Department of Interventional Therapy, Hunan Cancer Hospital, The Affiliated Cancer Hospital of Xiangya School of Medicine, Central South University, Changsha, 410006, Hunan, People's Republic of China.
Department of Infectious DiseaseThe Third Xiangya Hospital, Central South University, Changsha, 410013, Hunan, People's Republic of China.
J Cancer Res Clin Oncol. 2023 Jul;149(8):5181-5192. doi: 10.1007/s00432-022-04467-3. Epub 2022 Nov 12.
To construct and validate a combined nomogram model based on magnetic resonance imaging (MRI) radiomics and Albumin-Bilirubin (ALBI) score to predict therapeutic response in unresectable hepatocellular carcinoma (HCC) patients treated with hepatic arterial infusion chemotherapy (HAIC).
The retrospective study was conducted on 112 unresectable HCC patients who underwent pretherapeutic MRI examinations. Patients were randomly divided into training (n = 79) and validation cohorts (n = 33). A total of 396 radiomics features were extracted from the volume of interest of the primary lesion by the Artificial Kit software. The least absolute shrinkage and selection operator (LASSO) regression was applied to identify optimal radiomic features. After feature selection, three models, including the clinical, radiomics, and combined models, were developed to predict the non-response of unresectable HCC to HAIC treatment. The performance of these models was evaluated by the receiver operating characteristic curve. According to the most efficient model, a nomogram was established, and the performance of which was also assessed by calibration curve and decision curve analysis. Kaplan-Meier curve and log-rank test were performed to evaluate the Progression-free survival (PFS).

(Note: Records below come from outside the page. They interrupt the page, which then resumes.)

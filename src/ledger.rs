//! Audit ledger: runs, per-file observations, per-group decisions and the
//! last known winner per identity.
//!
//! Everything is append-only except `preview_state`, which holds exactly one
//! row per identity key and is overwritten each run. It exists only so the
//! next run can say what changed.

use anyhow::Result;
use chrono::{DateTime, Local, SecondsFormat, Utc};
use sqlx::{Row, SqlitePool};
use std::path::Path;
use uuid::Uuid;

use crate::db;
use crate::error::MergeError;
use crate::migrate;
use crate::models::{Candidate, Change, Decision, Policy, PreviewState};

pub struct Ledger {
    pool: SqlitePool,
}

/// Summary row for one recorded run.
#[derive(Debug, Clone)]
pub struct RunSummary {
    pub run_id: String,
    pub started: String,
    pub policy: String,
    pub observations: i64,
    pub decisions: i64,
    pub conflicts: i64,
}

impl Ledger {
    /// Open (creating if needed) a writable ledger and ensure the schema.
    pub async fn open(path: &Path) -> Result<Self> {
        let pool = db::connect_path(path).await?;
        migrate::apply_schema(&pool).await?;
        Ok(Self { pool })
    }

    /// Open an existing ledger for reads only; `None` if there is none yet.
    pub async fn open_read_only(path: &Path) -> Result<Option<Self>> {
        Ok(db::connect_read_only(path)
            .await?
            .map(|pool| Self { pool }))
    }

    pub async fn close(self) {
        self.pool.close().await;
    }

    pub async fn begin_run(
        &self,
        policy: Policy,
        started: DateTime<Local>,
    ) -> Result<String, MergeError> {
        let run_id = Uuid::new_v4().simple().to_string();
        sqlx::query("INSERT INTO runs (run_id, started, policy) VALUES (?, ?, ?)")
            .bind(&run_id)
            .bind(iso_local(started))
            .bind(policy.as_str())
            .execute(&self.pool)
            .await?;
        Ok(run_id)
    }

    pub async fn record_observation(
        &self,
        run_id: &str,
        candidate: &Candidate,
    ) -> Result<(), MergeError> {
        self.record_observations(run_id, std::slice::from_ref(candidate))
            .await
    }

    /// Record every candidate of a run in one transaction.
    pub async fn record_observations(
        &self,
        run_id: &str,
        candidates: &[Candidate],
    ) -> Result<(), MergeError> {
        let mut tx = self.pool.begin().await?;
        for c in candidates {
            sqlx::query(
                r#"
                INSERT INTO file_observations (run_id, user, path, file_name, preview_key, preview_guid, preview_name, revision_raw, revision_num, file_size, exported, sha256)
                VALUES (?, ?, ?, ?, ?, ?, ?, ?, ?, ?, ?, ?)
                "#,
            )
            .bind(run_id)
            .bind(&c.owner)
            .bind(c.path.to_string_lossy().to_string())
            .bind(c.file_name())
            .bind(&c.identity_key)
            .bind(&c.identity.opaque_id)
            .bind(&c.identity.display_name)
            .bind(&c.identity.revision_raw)
            .bind(c.identity.revision_numeric)
            .bind(c.size as i64)
            .bind(exported_local(c.mtime))
            .bind(&c.content_digest)
            .execute(&mut *tx)
            .await?;
        }
        tx.commit().await?;
        Ok(())
    }

    pub async fn record_decision(
        &self,
        run_id: &str,
        decision: &Decision,
    ) -> Result<(), MergeError> {
        sqlx::query(
            r#"
            INSERT INTO staging_decisions (run_id, preview_key, winner_path, staged_as, decision_reason, conflict, action)
            VALUES (?, ?, ?, ?, ?, ?, ?)
            "#,
        )
        .bind(run_id)
        .bind(&decision.identity_key)
        .bind(decision.winner.path.to_string_lossy().to_string())
        .bind(decision.destination.to_string_lossy().to_string())
        .bind(&decision.reason)
        .bind(i64::from(decision.conflict))
        .bind(decision.action.as_str())
        .execute(&self.pool)
        .await?;
        Ok(())
    }

    pub async fn prior_state(&self, key: &str) -> Result<Option<PreviewState>, MergeError> {
        let row = sqlx::query(
            "SELECT preview_key, preview_guid, preview_name, revision_num, sha256, staged_as, last_run_id, last_seen \
             FROM preview_state WHERE preview_key = ?",
        )
        .bind(key)
        .fetch_optional(&self.pool)
        .await?;
        Ok(row.map(|r| state_from_row(&r)))
    }

    pub async fn all_states(&self) -> Result<Vec<PreviewState>, MergeError> {
        let rows = sqlx::query(
            "SELECT preview_key, preview_guid, preview_name, revision_num, sha256, staged_as, last_run_id, last_seen \
             FROM preview_state ORDER BY preview_key",
        )
        .fetch_all(&self.pool)
        .await?;
        Ok(rows.iter().map(state_from_row).collect())
    }

    pub async fn upsert_preview_state(
        &self,
        run_id: &str,
        key: &str,
        winner: &Candidate,
        staged_as: &Path,
        seen: DateTime<Local>,
    ) -> Result<(), MergeError> {
        sqlx::query(
            r#"
            INSERT INTO preview_state (preview_key, preview_guid, preview_name, revision_num, sha256, staged_as, last_run_id, last_seen)
            VALUES (?, ?, ?, ?, ?, ?, ?, ?)
            ON CONFLICT(preview_key) DO UPDATE SET
                preview_guid = excluded.preview_guid,
                preview_name = excluded.preview_name,
                revision_num = excluded.revision_num,
                sha256 = excluded.sha256,
                staged_as = excluded.staged_as,
                last_run_id = excluded.last_run_id,
                last_seen = excluded.last_seen
            "#,
        )
        .bind(key)
        .bind(&winner.identity.opaque_id)
        .bind(&winner.identity.display_name)
        .bind(winner.identity.revision_numeric)
        .bind(&winner.content_digest)
        .bind(staged_as.to_string_lossy().to_string())
        .bind(run_id)
        .bind(iso_local(seen))
        .execute(&self.pool)
        .await?;
        Ok(())
    }

    pub async fn recent_runs(&self, limit: i64) -> Result<Vec<RunSummary>, MergeError> {
        let rows = sqlx::query(
            r#"
            SELECT
                r.run_id,
                r.started,
                r.policy,
                (SELECT COUNT(*) FROM file_observations o WHERE o.run_id = r.run_id) AS observations,
                (SELECT COUNT(*) FROM staging_decisions d WHERE d.run_id = r.run_id) AS decisions,
                (SELECT COUNT(*) FROM staging_decisions d WHERE d.run_id = r.run_id AND d.conflict = 1) AS conflicts
            FROM runs r
            ORDER BY r.started DESC, r.rowid DESC
            LIMIT ?
            "#,
        )
        .bind(limit)
        .fetch_all(&self.pool)
        .await?;

        Ok(rows
            .iter()
            .map(|row| RunSummary {
                run_id: row.get("run_id"),
                started: row.get("started"),
                policy: row.get("policy"),
                observations: row.get("observations"),
                decisions: row.get("decisions"),
                conflicts: row.get("conflicts"),
            })
            .collect())
    }

    /// `(preview_key, action)` for every decision recorded in a run.
    pub async fn decisions_for_run(&self, run_id: &str) -> Result<Vec<(String, String)>, MergeError> {
        let rows = sqlx::query(
            "SELECT preview_key, action FROM staging_decisions WHERE run_id = ? ORDER BY id",
        )
        .bind(run_id)
        .fetch_all(&self.pool)
        .await?;
        Ok(rows
            .iter()
            .map(|r| (r.get("preview_key"), r.get("action")))
            .collect())
    }
}

fn state_from_row(row: &sqlx::sqlite::SqliteRow) -> PreviewState {
    PreviewState {
        preview_key: row.get("preview_key"),
        preview_guid: row.get("preview_guid"),
        preview_name: row.get("preview_name"),
        revision_num: row.get("revision_num"),
        sha256: row.get("sha256"),
        staged_as: row.get("staged_as"),
        last_run_id: row.get("last_run_id"),
        last_seen: row.get("last_seen"),
    }
}

/// Compare this run's winner with the last recorded winner. `None` when the
/// identity has never been recorded.
pub fn change_since(prior: Option<&PreviewState>, winner: &Candidate) -> Option<Change> {
    let prior = prior?;
    Some(Change {
        name: winner.identity.display_name.as_deref().unwrap_or("")
            != prior.preview_name.as_deref().unwrap_or(""),
        revision: winner.identity.revision_or_floor() != prior.revision_num.unwrap_or(-1.0),
        content: prior.sha256.as_deref() != Some(winner.content_digest.as_str()),
    })
}

/// Local, offset-aware ISO timestamp, e.g. `2025-08-31T08:25:33-05:00`.
pub fn iso_local(t: DateTime<Local>) -> String {
    t.to_rfc3339_opts(SecondsFormat::Secs, false)
}

/// File modification time in local time, e.g. `2025-08-31 08:25:33-0500`.
pub fn exported_local(t: DateTime<Utc>) -> String {
    t.with_timezone(&Local)
        .format("%Y-%m-%d %H:%M:%S%z")
        .to_string()
}
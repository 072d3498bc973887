//! Candidate extraction: identity, comment health, and content digest.
//!
//! The pipeline only depends on [`CandidateExtractor`]. [`XmlPreviewExtractor`]
//! is the built-in implementation for XML preview files, where a
//! `PreviewClass` element carries the identity and `Comment`-like attributes
//! or elements carry the display names.

use chrono::{DateTime, Utc};
use quick_xml::events::{BytesStart, Event};
use sha2::{Digest, Sha256};
use std::io::Read;
use std::path::Path;
use std::time::SystemTime;

use crate::error::{IoResultExt, MergeError};
use crate::models::{CommentHealth, Extracted, Identity};

/// Attribute names counted as display-name-like fields.
const COMMENT_ATTRS: [&[u8]; 3] = [b"Comment", b"LORComment", b"Comments"];
/// Element names whose text counts as a display-name-like field.
const COMMENT_TAGS: [&[u8]; 2] = [b"Comment", b"Comments"];
const IDENTITY_TAG: &[u8] = b"PreviewClass";

/// Turns a file path into the tuple the pipeline works with.
///
/// Returns `None` when the file cannot be parsed or has no usable identity;
/// such files are dropped from the run, never fatal.
pub trait CandidateExtractor {
    fn extract(&self, path: &Path) -> Option<Extracted>;
}

#[derive(Debug, Default, Clone, Copy)]
pub struct XmlPreviewExtractor;

impl CandidateExtractor for XmlPreviewExtractor {
    fn extract(&self, path: &Path) -> Option<Extracted> {
        let bytes = match std::fs::read(path) {
            Ok(b) => b,
            Err(e) => {
                tracing::warn!(path = %path.display(), error = %e, "unreadable candidate");
                return None;
            }
        };
        let metadata = std::fs::metadata(path).ok()?;
        let parsed = match parse_preview(&bytes) {
            Ok(p) => p,
            Err(e) => {
                tracing::debug!(path = %path.display(), error = %e, "not a preview file");
                return None;
            }
        };
        let identity = parsed.identity?;
        identity.key()?;

        Some(Extracted {
            identity,
            content_digest: sha256_bytes(&bytes),
            size: metadata.len(),
            mtime: to_utc(metadata.modified().unwrap_or(SystemTime::UNIX_EPOCH)),
            comment_health: parsed.health,
        })
    }
}

#[derive(Debug, Default)]
struct ParsedPreview {
    identity: Option<Identity>,
    health: CommentHealth,
}

fn parse_preview(xml: &[u8]) -> Result<ParsedPreview, String> {
    let mut reader = quick_xml::Reader::from_reader(xml);
    reader.config_mut().trim_text(true);

    let mut out = ParsedPreview::default();
    let mut counter = HealthCounter::default();
    let mut saw_root = false;
    // Text collected for the currently open Comment element and its depth.
    let mut open_comment: Option<(usize, String)> = None;
    let mut depth = 0usize;
    let mut buf = Vec::new();

    loop {
        match reader.read_event_into(&mut buf).map_err(|e| e.to_string())? {
            Event::Start(e) => {
                saw_root = true;
                depth += 1;
                inspect_element(&e, &mut out, &mut counter);
                if open_comment.is_none() && COMMENT_TAGS.contains(&e.local_name().as_ref()) {
                    open_comment = Some((depth, String::new()));
                }
            }
            Event::Empty(e) => {
                saw_root = true;
                inspect_element(&e, &mut out, &mut counter);
                if COMMENT_TAGS.contains(&e.local_name().as_ref()) {
                    counter.observe("");
                }
            }
            Event::Text(t) => {
                if let Some((_, text)) = open_comment.as_mut() {
                    text.push_str(&t.unescape().map_err(|e| e.to_string())?);
                }
            }
            Event::CData(t) => {
                if let Some((_, text)) = open_comment.as_mut() {
                    text.push_str(&String::from_utf8_lossy(&t));
                }
            }
            Event::End(_) => {
                if matches!(open_comment, Some((d, _)) if d == depth) {
                    if let Some((_, text)) = open_comment.take() {
                        counter.observe(&text);
                    }
                }
                depth = depth.saturating_sub(1);
            }
            Event::Eof if depth != 0 => return Err("unexpected end of document".to_string()),
            Event::Eof => break,
            _ => {}
        }
        buf.clear();
    }

    if !saw_root {
        return Err("no root element".to_string());
    }
    out.health = counter.finish();
    Ok(out)
}

fn inspect_element(e: &BytesStart<'_>, out: &mut ParsedPreview, counter: &mut HealthCounter) {
    let is_identity = out.identity.is_none() && e.local_name().as_ref() == IDENTITY_TAG;
    let mut identity = Identity::default();

    for attr in e.attributes().flatten() {
        let key = attr.key.local_name();
        let value = attr
            .unescape_value()
            .map(|v| v.to_string())
            .unwrap_or_default();
        if COMMENT_ATTRS.contains(&key.as_ref()) {
            counter.observe(&value);
        }
        if is_identity {
            let value = Some(value).filter(|v| !v.is_empty());
            match key.as_ref() {
                b"id" => identity.opaque_id = value,
                b"Name" => identity.display_name = value,
                b"Revision" => identity.revision_raw = value,
                _ => {}
            }
        }
    }

    if is_identity {
        identity.revision_numeric = identity
            .revision_raw
            .as_deref()
            .and_then(|r| r.trim().parse::<f64>().ok())
            .filter(|r| r.is_finite());
        out.identity = Some(identity);
    }
}

#[derive(Debug, Default)]
struct HealthCounter {
    total: u32,
    filled: u32,
    no_space: u32,
}

impl HealthCounter {
    fn observe(&mut self, value: &str) {
        self.total += 1;
        let v = value.trim();
        if !v.is_empty() {
            self.filled += 1;
            if !v.chars().any(char::is_whitespace) {
                self.no_space += 1;
            }
        }
    }

    fn finish(self) -> CommentHealth {
        CommentHealth::new(self.total, self.filled, self.no_space)
    }
}

/// Lowercase hex SHA-256 of a byte slice.
pub fn sha256_bytes(bytes: &[u8]) -> String {
    let mut hasher = Sha256::new();
    hasher.update(bytes);
    format!("{:x}", hasher.finalize())
}

/// Lowercase hex SHA-256 of a file, streamed in 1 MiB blocks.
pub fn sha256_file(path: &Path) -> Result<String, MergeError> {
    let mut file = std::fs::File::open(path).at("open", path)?;
    let mut hasher = Sha256::new();
    let mut block = vec![0u8; 1 << 20];
    loop {
        let n = file.read(&mut block).at("read", path)?;
        if n == 0 {
            break;
        }
        hasher.update(&block[..n]);
    }
    Ok(format!("{:x}", hasher.finalize()))
}

pub fn to_utc(t: SystemTime) -> DateTime<Utc> {
    DateTime::<Utc>::from(t)
}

Using the LASSO regression, we ultimately selected three radiomics features from T2-weighted images to construct the radiomics score (Radscore). Only the ALBI score was an independent factor associated with non-response in the clinical model (P = 0.033). The combined model, which included the ALBI score and Radscore, achieved better performance in the prediction of non-response, with an AUC of 0.79 (95% CI 0.68-0.90) and 0.75 (95% CI 0.58-0.92) in the training and validation cohorts, respectively. The nomogram based on the combined model also had good discrimination and calibration (P = 0.519 for the training cohort and P = 0.389 for the validation cohort). The Kaplan-Meier analysis also demonstrate that the high-score patients had significantly shorter PFS than the low-score patients (P = 0.031) in the combined model, with median PFS 6.0 vs 9.0 months.
The nomogram based on the combined model consisting of MRI radiomics and ALBI score could be used as a biomarker to predict the therapeutic response of unresectable HCC after HAIC.
构建并验证基于磁共振成像(MRI)放射组学和白蛋白-胆红素(ALBI)评分的联合列线图模型,以预测接受肝动脉灌注化疗(HAIC)治疗的不可切除肝细胞癌(HCC)患者的治疗反应。
本回顾性研究纳入了 112 例接受术前 MRI 检查的不可切除 HCC 患者。患者被随机分为训练队列(n=79)和验证队列(n=33)。通过人工套件软件从原发性病变的感兴趣区域提取了 396 个放射组学特征。应用最小绝对值收缩和选择算子(LASSO)回归来识别最优放射组学特征。特征选择后,建立了包括临床、放射组学和联合模型在内的三种模型,以预测不可切除 HCC 对 HAIC 治疗的无反应性。通过受试者工作特征曲线评估这些模型的性能。根据最有效的模型,建立了一个列线图,并通过校准曲线和决策曲线分析评估其性能。Kaplan-Meier 曲线和对数秩检验用于评估无进展生存期(PFS)。
通过 LASSO 回归,我们最终从 T2 加权图像中选择了三个放射组学特征来构建放射组学评分(Radscore)。只有 ALBI 评分是临床模型中与无反应相关的独立因素(P=0.033)。联合模型包括 ALBI 评分和 Radscore,在预测无反应方面表现出更好的性能,在训练和验证队列中的 AUC 分别为 0.79(95%CI 0.68-0.90)和 0.75(95%CI 0.58-0.92)。基于联合模型的列线图也具有良好的区分度和校准度(训练队列中 P=0.519,验证队列中 P=0.389)。Kaplan-Meier 分析还表明,在联合模型中,高分患者的无进展生存期明显短于低分组患者(P=0.031),中位无进展生存期为 6.0 个月 vs 9.0 个月。
基于 MRI 放射组学和 ALBI 评分的联合模型列线图可作为预测不可切除 HCC 患者 HAIC 治疗反应的生物标志物。